▶ _Assignment_:
Whenever "save" appears in a line of the entries below, that line counts; give the total only.

════════════════

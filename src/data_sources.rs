use std::collections::BTreeSet;

use anyhow::{bail, Result};

use crate::{
    identifiers::to_hex,
    pb::tribute::v1::{WatchedContract, WatchedContracts},
};

/// Store key of the persisted watch list. Not an entity, never emitted as a change.
pub const WATCHED_CONTRACTS_TYPE: &str = "_WatchedContracts";
pub const WATCHED_CONTRACTS_ID: &str = "all";

/// Contract templates that can be instantiated for addresses discovered while indexing.
#[derive(Debug, Clone, Copy, PartialEq, Eq, PartialOrd, Ord, Hash)]
pub enum Template {
    DaoRegistry,
    BankExtension,
}

impl Template {
    pub fn name(&self) -> &'static str {
        match self {
            Template::DaoRegistry => "DaoRegistry",
            Template::BankExtension => "BankExtension",
        }
    }

    pub fn from_name(name: &str) -> Option<Self> {
        match name {
            "DaoRegistry" => Some(Template::DaoRegistry),
            "BankExtension" => Some(Template::BankExtension),
            _ => None,
        }
    }
}

pub trait DataSourceRegistry {
    /// Starts delivering the events of `address` as `template`.
    fn create(&mut self, template: Template, address: &[u8]);
}

/// Live set of watched contract addresses, per template.
#[derive(Debug, Default, Clone, PartialEq)]
pub struct DataSources {
    watched: BTreeSet<(Template, Vec<u8>)>,
}

impl DataSources {
    pub fn new<I, A>(daos: I) -> Self
    where
        I: IntoIterator<Item = A>,
        A: AsRef<[u8]>,
    {
        let mut sources = Self::default();
        for dao in daos {
            sources.create(Template::DaoRegistry, dao.as_ref());
        }
        sources
    }

    pub fn is_watched(&self, template: Template, address: &[u8]) -> bool {
        self.watched
            .contains(&(template, address.to_vec()))
    }

    pub fn addresses(&self, template: Template) -> impl Iterator<Item = &[u8]> {
        self.watched
            .iter()
            .filter(move |(kind, _)| *kind == template)
            .map(|(_, address)| address.as_slice())
    }

    pub fn to_record(&self) -> WatchedContracts {
        WatchedContracts {
            contracts: self
                .watched
                .iter()
                .map(|(template, address)| WatchedContract {
                    template: template.name().to_string(),
                    address: address.clone(),
                })
                .collect(),
        }
    }

    /// Adds back registrations persisted with [`DataSources::to_record`].
    pub fn restore(&mut self, record: &WatchedContracts) -> Result<()> {
        for contract in &record.contracts {
            let Some(template) = Template::from_name(&contract.template) else {
                bail!("unknown data source template {:?}", contract.template);
            };
            self.watched
                .insert((template, contract.address.clone()));
        }
        Ok(())
    }
}

impl DataSourceRegistry for DataSources {
    fn create(&mut self, template: Template, address: &[u8]) {
        if self
            .watched
            .insert((template, address.to_vec()))
        {
            substreams::log::info!("Watching {} at {}", template.name(), to_hex(address));
        }
    }
}

#[cfg(test)]
mod tests {
    use super::*;

    #[test]
    fn test_seeded_daos_are_watched() {
        let sources = DataSources::new([[0xda; 20]]);

        assert!(sources.is_watched(Template::DaoRegistry, &[0xda; 20]));
        assert!(!sources.is_watched(Template::BankExtension, &[0xda; 20]));
    }

    #[test]
    fn test_registrations_are_idempotent() {
        let mut sources = DataSources::default();
        sources.create(Template::BankExtension, &[0xba; 20]);
        sources.create(Template::BankExtension, &[0xba; 20]);

        assert_eq!(sources.addresses(Template::BankExtension).count(), 1);
    }

    #[test]
    fn test_record_restores_registrations() {
        let mut sources = DataSources::new([[0xda; 20]]);
        sources.create(Template::BankExtension, &[0xba; 20]);

        let mut restored = DataSources::default();
        restored.restore(&sources.to_record()).unwrap();

        assert_eq!(restored, sources);
    }

    #[test]
    fn test_unknown_template_is_rejected() {
        let record = WatchedContracts {
            contracts: vec![WatchedContract {
                template: "Erc20Extension".to_string(),
                address: vec![0xe0; 20],
            }],
        };

        assert!(DataSources::default().restore(&record).is_err());
    }
}
use anyhow::Result;
use substreams::log;

use crate::{
    data_sources::Template,
    events::{EventHandler, HandlerContext},
    identifiers::{dao_id, to_hex},
    pb::tribute::v1::{DaoCreated, TributeDao},
};

impl EventHandler for DaoCreated {
    fn handle(&self, ctx: &mut HandlerContext) -> Result<()> {
        log::info!("DAOCreated daoAddress {} name {}", to_hex(&self.dao_address), self.name);

        let id = dao_id(&self.dao_address);
        let mut tribute_dao = ctx
            .load::<TributeDao>(&id)?
            .unwrap_or_else(|| TributeDao {
                id,
                dao_address: self.dao_address.clone(),
                creator: ctx.tx_from().to_vec(),
                created_at: ctx.timestamp(),
                ..Default::default()
            });
        tribute_dao.name = self.name.clone();
        ctx.save(&tribute_dao);

        ctx.watch(Template::DaoRegistry, &self.dao_address);
        Ok(())
    }
}

#[cfg(test)]
mod tests {
    use super::*;
    use crate::{pb::tribute::v1::dao_event::Kind, store::EntityStoreExt, testing::*};

    #[test]
    fn test_dao_created_registers_dao() {
        let mut harness = Harness::new(MockContractReader::default());

        harness
            .handle(&event(
                &FACTORY,
                Kind::DaoCreated(DaoCreated {
                    dao_address: OTHER_DAO.to_vec(),
                    name: "muse0".to_string(),
                }),
            ))
            .unwrap();

        let tribute_dao = harness
            .store
            .load::<TributeDao>(&dao_id(&OTHER_DAO))
            .unwrap()
            .unwrap();
        assert_eq!(tribute_dao.name, "muse0");
        assert_eq!(tribute_dao.dao_address, OTHER_DAO.to_vec());
        assert_eq!(tribute_dao.creator, SENDER.to_vec());
        assert_eq!(tribute_dao.created_at, TIMESTAMP.to_string());
        assert_eq!(harness.watched(), &[(Template::DaoRegistry, OTHER_DAO.to_vec())]);
    }
}
use anyhow::Result;
use substreams::log;

use crate::{
    events::{extension_entities::on_extension_added, EventHandler, HandlerContext},
    identifiers::{adapter_id, dao_id, extension_id, to_hex},
    pb::tribute::v1::{
        Adapter, AdapterAdded, AdapterRemoved, AddressConfigurationUpdated, ConfigurationUpdated,
        Extension, ExtensionAdded, ExtensionRemoved, TributeDao,
    },
};

impl EventHandler for AdapterAdded {
    fn handle(&self, ctx: &mut HandlerContext) -> Result<()> {
        let dao = ctx.address().to_vec();
        log::info!(
            "AdapterAdded dao {} adapterId {} adapterAddress {}",
            to_hex(&dao),
            to_hex(&self.adapter_id),
            to_hex(&self.adapter_address)
        );

        let id = adapter_id(&dao, &self.adapter_id);
        let mut adapter = ctx
            .load::<Adapter>(&id)?
            .unwrap_or_else(|| Adapter {
                id,
                tribute_dao: dao_id(&dao),
                adapter_id: self.adapter_id.clone(),
                ..Default::default()
            });
        adapter.adapter_address = self.adapter_address.clone();
        adapter.acl = self.flags.clone();

        ctx.save(&adapter);
        Ok(())
    }
}

impl EventHandler for AdapterRemoved {
    fn handle(&self, ctx: &mut HandlerContext) -> Result<()> {
        let dao = ctx.address().to_vec();
        log::info!("AdapterRemoved dao {} adapterId {}", to_hex(&dao), to_hex(&self.adapter_id));

        ctx.remove::<Adapter>(&adapter_id(&dao, &self.adapter_id));
        Ok(())
    }
}

impl EventHandler for ExtensionAdded {
    fn handle(&self, ctx: &mut HandlerContext) -> Result<()> {
        let dao = ctx.address().to_vec();
        log::info!(
            "ExtensionAdded dao {} extensionId {} extensionAddress {}",
            to_hex(&dao),
            to_hex(&self.extension_id),
            to_hex(&self.extension_address)
        );

        let id = dao_id(&dao);
        if ctx.load::<TributeDao>(&id)?.is_none() {
            let tribute_dao = TributeDao {
                id,
                dao_address: dao.clone(),
                creator: ctx.tx_from().to_vec(),
                created_at: ctx.timestamp(),
                ..Default::default()
            };
            ctx.save(&tribute_dao);
        }

        let id = extension_id(&dao, &self.extension_id);
        let mut extension = ctx
            .load::<Extension>(&id)?
            .unwrap_or_else(|| Extension {
                id,
                tribute_dao: dao_id(&dao),
                extension_id: self.extension_id.clone(),
                ..Default::default()
            });
        extension.extension_address = self.extension_address.clone();
        ctx.save(&extension);

        on_extension_added(ctx, &self.extension_id, &self.extension_address)
    }
}

impl EventHandler for ExtensionRemoved {
    fn handle(&self, ctx: &mut HandlerContext) -> Result<()> {
        let dao = ctx.address().to_vec();
        log::info!(
            "ExtensionRemoved dao {} extensionId {}",
            to_hex(&dao),
            to_hex(&self.extension_id)
        );

        ctx.remove::<Extension>(&extension_id(&dao, &self.extension_id));
        Ok(())
    }
}

impl EventHandler for ConfigurationUpdated {
    fn handle(&self, ctx: &mut HandlerContext) -> Result<()> {
        log::info!(
            "ConfigurationUpdated dao {} key {} value {}",
            to_hex(ctx.address()),
            to_hex(&self.key),
            self.value
        );
        Ok(())
    }
}

impl EventHandler for AddressConfigurationUpdated {
    fn handle(&self, ctx: &mut HandlerContext) -> Result<()> {
        log::info!(
            "AddressConfigurationUpdated dao {} key {} value {}",
            to_hex(ctx.address()),
            to_hex(&self.key),
            to_hex(&self.value)
        );
        Ok(())
    }
}

#[cfg(test)]
mod tests {
    use super::*;
    use crate::{pb::tribute::v1::dao_event::Kind, store::EntityStoreExt, testing::*};

    fn adapter_added(n: u8, address: &[u8], flags: &str) -> Kind {
        Kind::AdapterAdded(AdapterAdded {
            adapter_id: bytes32(n).to_vec(),
            adapter_address: address.to_vec(),
            flags: flags.to_string(),
        })
    }

    fn extension_added(n: u8, address: &[u8]) -> Kind {
        Kind::ExtensionAdded(ExtensionAdded {
            extension_id: bytes32(n).to_vec(),
            extension_address: address.to_vec(),
        })
    }

    #[test]
    fn test_adapter_add_then_remove() {
        let mut harness = Harness::new(MockContractReader::default());
        let id = adapter_id(&DAO, &bytes32(1));

        harness
            .handle(&event(&DAO, adapter_added(1, &ADAPTER, "255")))
            .unwrap();
        let adapter = harness
            .store
            .load::<Adapter>(&id)
            .unwrap()
            .unwrap();
        assert_eq!(adapter.tribute_dao, dao_id(&DAO));
        assert_eq!(adapter.adapter_address, ADAPTER.to_vec());
        assert_eq!(adapter.acl, "255");

        harness
            .handle(&event(
                &DAO,
                Kind::AdapterRemoved(AdapterRemoved { adapter_id: bytes32(1).to_vec() }),
            ))
            .unwrap();
        assert!(harness
            .store
            .load::<Adapter>(&id)
            .unwrap()
            .is_none());
    }

    #[test]
    fn test_readding_adapter_overwrites_mutable_fields() {
        let mut harness = Harness::new(MockContractReader::default());

        harness
            .handle(&event(&DAO, adapter_added(1, &ADAPTER, "1")))
            .unwrap();
        harness
            .handle(&event(&DAO, adapter_added(1, &VOTING_ADAPTER, "3")))
            .unwrap();

        let adapter = harness
            .store
            .load::<Adapter>(&adapter_id(&DAO, &bytes32(1)))
            .unwrap()
            .unwrap();
        assert_eq!(adapter.adapter_address, VOTING_ADAPTER.to_vec());
        assert_eq!(adapter.acl, "3");
        assert_eq!(harness.store.count("Adapter"), 1);
    }

    #[test]
    fn test_removing_unknown_ids_is_a_no_op() {
        let mut harness = Harness::new(MockContractReader::default());

        harness
            .handle(&event(
                &DAO,
                Kind::AdapterRemoved(AdapterRemoved { adapter_id: bytes32(4).to_vec() }),
            ))
            .unwrap();
        harness
            .handle(&event(
                &DAO,
                Kind::ExtensionRemoved(ExtensionRemoved { extension_id: bytes32(4).to_vec() }),
            ))
            .unwrap();

        assert!(harness.store.is_empty());
    }

    #[test]
    fn test_extension_added_creates_dao_once() {
        let mut harness = Harness::new(MockContractReader::default());

        harness
            .handle(&event(&DAO, extension_added(1, &BANK)))
            .unwrap();
        let mut later = event(&DAO, extension_added(2, &ERC20_TOKEN));
        if let Some(meta) = later.meta.as_mut() {
            meta.tx_from = MEMBER.to_vec();
            meta.timestamp = TIMESTAMP + 100;
        }
        harness.handle(&later).unwrap();

        let tribute_dao = harness
            .store
            .load::<TributeDao>(&dao_id(&DAO))
            .unwrap()
            .unwrap();
        assert_eq!(tribute_dao.dao_address, DAO.to_vec());
        assert_eq!(tribute_dao.creator, SENDER.to_vec());
        assert_eq!(tribute_dao.created_at, TIMESTAMP.to_string());
        assert_eq!(harness.store.count("Extension"), 2);
        // unrecognized extension ids register nothing
        assert!(harness.watched().is_empty());
    }

    #[test]
    fn test_extension_add_then_remove() {
        let mut harness = Harness::new(MockContractReader::default());
        let id = extension_id(&DAO, &bytes32(1));

        harness
            .handle(&event(&DAO, extension_added(1, &BANK)))
            .unwrap();
        let extension = harness
            .store
            .load::<Extension>(&id)
            .unwrap()
            .unwrap();
        assert_eq!(extension.extension_address, BANK.to_vec());
        assert_eq!(extension.extension_id, bytes32(1).to_vec());

        harness
            .handle(&event(
                &DAO,
                Kind::ExtensionRemoved(ExtensionRemoved { extension_id: bytes32(1).to_vec() }),
            ))
            .unwrap();
        assert!(harness
            .store
            .load::<Extension>(&id)
            .unwrap()
            .is_none());
    }

    #[test]
    fn test_configuration_events_write_nothing() {
        let mut harness = Harness::new(MockContractReader::default());

        harness
            .handle(&event(
                &DAO,
                Kind::ConfigurationUpdated(ConfigurationUpdated {
                    key: bytes32(1).to_vec(),
                    value: "10".to_string(),
                }),
            ))
            .unwrap();
        harness
            .handle(&event(
                &DAO,
                Kind::AddressConfigurationUpdated(AddressConfigurationUpdated {
                    key: bytes32(2).to_vec(),
                    value: MEMBER.to_vec(),
                }),
            ))
            .unwrap();

        assert!(harness.store.is_empty());
    }
}
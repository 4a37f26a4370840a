//! cosim-config cli interface

use clap::{Parser, Subcommand, ValueEnum};
use std::fmt::Formatter;
use std::path::PathBuf;

#[derive(Parser, Debug)]
#[command(author, version, about, long_about = None)]
pub struct Cli {
    /// Change the work directory
    ///
    /// Can be specified multiple times. Note that all
    /// paths on the way to the final path must exist.
    ///
    /// This is equivalent to running { cd <directory>; cosim-config ... }
    #[clap(short = 'C', long = "directory", global(true))]
    pub directory: Vec<PathBuf>,

    /// Reject elements without a recognized datatype instead of reading them as null
    #[clap(long, global(true))]
    pub strict: bool,

    #[command(subcommand)]
    pub command: Command,
}

#[derive(Subcommand, Debug)]
pub enum Command {
    /// Parse a structured xml file and print it
    Parse(ParseCommand),

    /// Compile an action plan into argument vectors
    Compile(CompileCommand),

    /// Validate communication settings and print the port ranges
    #[command(alias = "comm")]
    CommSettings(CommSettingsCommand),

    /// Print debug information for development
    Dev(DevCommand),
}

#[derive(Parser, Debug)]
pub struct ParseCommand {
    #[clap(flatten)]
    pub output: OutputArgs,

    pub file: PathBuf,
}

#[derive(Parser, Debug)]
pub struct CompileCommand {
    #[clap(flatten)]
    pub output: OutputArgs,

    /// Also resolve a services deployment file against the plan's variables
    #[clap(short = 's', long = "services-deployment")]
    pub services_deployment: Option<PathBuf>,

    /// Action plan xml
    pub plan: PathBuf,
}

#[derive(Parser, Debug)]
pub struct CommSettingsCommand {
    #[clap(flatten)]
    pub output: OutputArgs,

    pub file: PathBuf,
}

#[derive(Parser, Debug)]
pub struct OutputArgs {
    #[arg(short = 'F', long = "output-format", default_value_t)]
    pub format: OutputFormat,
}

#[derive(ValueEnum, Clone, Default, Debug)]
pub enum OutputFormat {
    Json,
    #[default]
    Yaml,
}

impl std::fmt::Display for OutputFormat {
    fn fmt(&self, f: &mut Formatter<'_>) -> std::fmt::Result {
        match self {
            OutputFormat::Json => f.write_str("json"),
            OutputFormat::Yaml => f.write_str("yaml"),
        }
    }
}

#[derive(Parser, Debug)]
pub struct DevCommand {
    #[command(subcommand)]
    pub command: DevSubCommand,
}

#[derive(Subcommand, Debug)]
pub enum DevSubCommand {
    /// Registry state after loading a plan
    Variables { plan: PathBuf },
    /// Parsed tree of any structured xml file
    Tree { file: PathBuf },
}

════════════════

▶ _Solution for this problem_:
4